*** Opening TASK MATERIAL ***
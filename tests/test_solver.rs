//! The worklist fixed-point solver's three properties, exercised
//! directly rather than only through `matches`.

use brzo::{ByteSet, Engine};

#[test]
fn possible_starts_is_sound_for_union() {
    // The first byte of any string the grammar matches is always in possible_starts.
    let _ = env_logger::try_init();
    let mut engine = Engine::new();
    let red = engine.literal(b"red");
    let blue = engine.literal(b"blue");
    let g = engine.union(&[red, blue]);
    let starts = engine.possible_starts(g);
    assert!(starts.contains(b'r'));
    assert!(starts.contains(b'b'));
    assert_eq!(starts.len(), 2);
}

#[test]
fn possible_starts_through_cat_includes_right_side_only_if_left_is_nullable() {
    let mut engine = Engine::new();
    let a = engine.char(b'a');
    let b = engine.char(b'b');

    let non_nullable_cat = engine.cat(&[a, b]);
    let starts = engine.possible_starts(non_nullable_cat);
    assert!(starts.contains(b'a'));
    assert!(!starts.contains(b'b'));

    let optional_a = engine.optional(a);
    let nullable_cat = engine.cat(&[optional_a, b]);
    let starts = engine.possible_starts(nullable_cat);
    assert!(starts.contains(b'a'));
    assert!(starts.contains(b'b'));
}

#[test]
fn could_have_matches_is_false_for_null_and_true_for_anything_productive() {
    let mut engine = Engine::new();
    let null = engine.null();
    assert!(!engine.could_have_matches(null));

    let word = engine.literal(b"ok");
    assert!(engine.could_have_matches(word));

    let eps = engine.epsilon();
    assert!(engine.could_have_matches(eps));
}

#[test]
fn could_have_matches_propagates_through_cat_with_a_dead_side() {
    let mut engine = Engine::new();
    let null = engine.null();
    let a = engine.char(b'a');
    let dead = engine.cat(&[a, null]);
    assert!(!engine.could_have_matches(dead));
    assert_eq!(dead, null, "cat with a dead side collapses to null outright");
}

#[test]
fn queried_values_never_regress() {
    // Once observed, a property's value never changes on a later query.
    let mut engine = Engine::new();
    let a = engine.char(b'a');
    let b = engine.char(b'b');
    let g = engine.cat(&[a, b]);

    let first = engine.matches_empty(g);
    let second = engine.matches_empty(g);
    assert_eq!(first, second);

    let starts_1 = engine.possible_starts(g);
    let starts_2 = engine.possible_starts(g);
    assert_eq!(starts_1, starts_2);
}

#[test]
fn chars_constructor_reports_its_own_byte_set() {
    let mut engine = Engine::new();
    let digits = ByteSet::from_bytes(b'0'..=b'9');
    let g = engine.chars(digits);
    let starts = engine.possible_starts(g);
    assert!(starts.contains(b'5'));
    assert!(!starts.contains(b'a'));
}
//! Properties of the derivative operator and the smart-constructor
//! identities it relies on.

use brzo::Engine;

#[test]
fn union_with_null_is_identity() {
    let mut engine = Engine::new();
    let g = engine.literal(b"x");
    let null = engine.null();
    assert_eq!(engine.union(&[g, null]), g);
}

#[test]
fn cat_with_epsilon_is_identity() {
    let mut engine = Engine::new();
    let g = engine.literal(b"x");
    let eps = engine.epsilon();
    assert_eq!(engine.cat(&[g, eps]), g);
    assert_eq!(engine.cat(&[eps, g]), g);
}

#[test]
fn cat_with_null_is_null() {
    let mut engine = Engine::new();
    let g = engine.literal(b"x");
    let null = engine.null();
    assert_eq!(engine.cat(&[g, null]), null);
    assert_eq!(engine.cat(&[null, g]), null);
}

#[test]
fn derivative_matches_residual_language() {
    // matches(g, b·s) == matches(derivative(g, b), s)
    let mut engine = Engine::new();
    let g = engine.literal(b"abc");
    let d = engine.derivative(g, b'a');
    assert!(engine.matches(g, b"abc"));
    assert!(engine.matches(d, b"bc"));
    assert_eq!(engine.matches(g, b"abc"), engine.matches(d, b"bc"));

    let wrong_start = engine.derivative(g, b'z');
    assert_eq!(wrong_start, engine.null());
}

#[test]
fn derivative_of_union_distributes() {
    let mut engine = Engine::new();
    let cat_word = engine.literal(b"cat");
    let car_word = engine.literal(b"car");
    let g = engine.union(&[cat_word, car_word]);
    let d = engine.derivative(g, b'c');
    // both branches agree on "c", so the derivative still distinguishes "at" vs "ar"
    assert!(engine.matches(d, b"at"));
    assert!(engine.matches(d, b"ar"));
    assert!(!engine.matches(d, b"og"));
}

#[test]
fn hash_consing_keeps_identical_literals_equal() {
    let mut engine = Engine::new();
    let a = engine.literal(b"same");
    let b = engine.literal(b"same");
    assert_eq!(a, b);

    let union_a = engine.union(&[a, b]);
    assert_eq!(union_a, a, "union of a grammar with itself collapses to itself");
}

#[test]
fn matches_empty_agrees_with_matching_the_empty_string() {
    let mut engine = Engine::new();
    let word = engine.literal(b"x");
    let optional_word = engine.optional(word);
    assert_eq!(engine.matches(optional_word, b""), engine.matches_empty(optional_word));
    assert_eq!(engine.matches(word, b""), engine.matches_empty(word));
}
*** Closing TASK MATERIAL ***
• [WHAT IS NEEDED] Where does "second" appear in the records above? Copy every line that has it.

• [WRITTEN SOLUTION]
    let second = engine.matches_empty(g);
    assert_eq!(first, second);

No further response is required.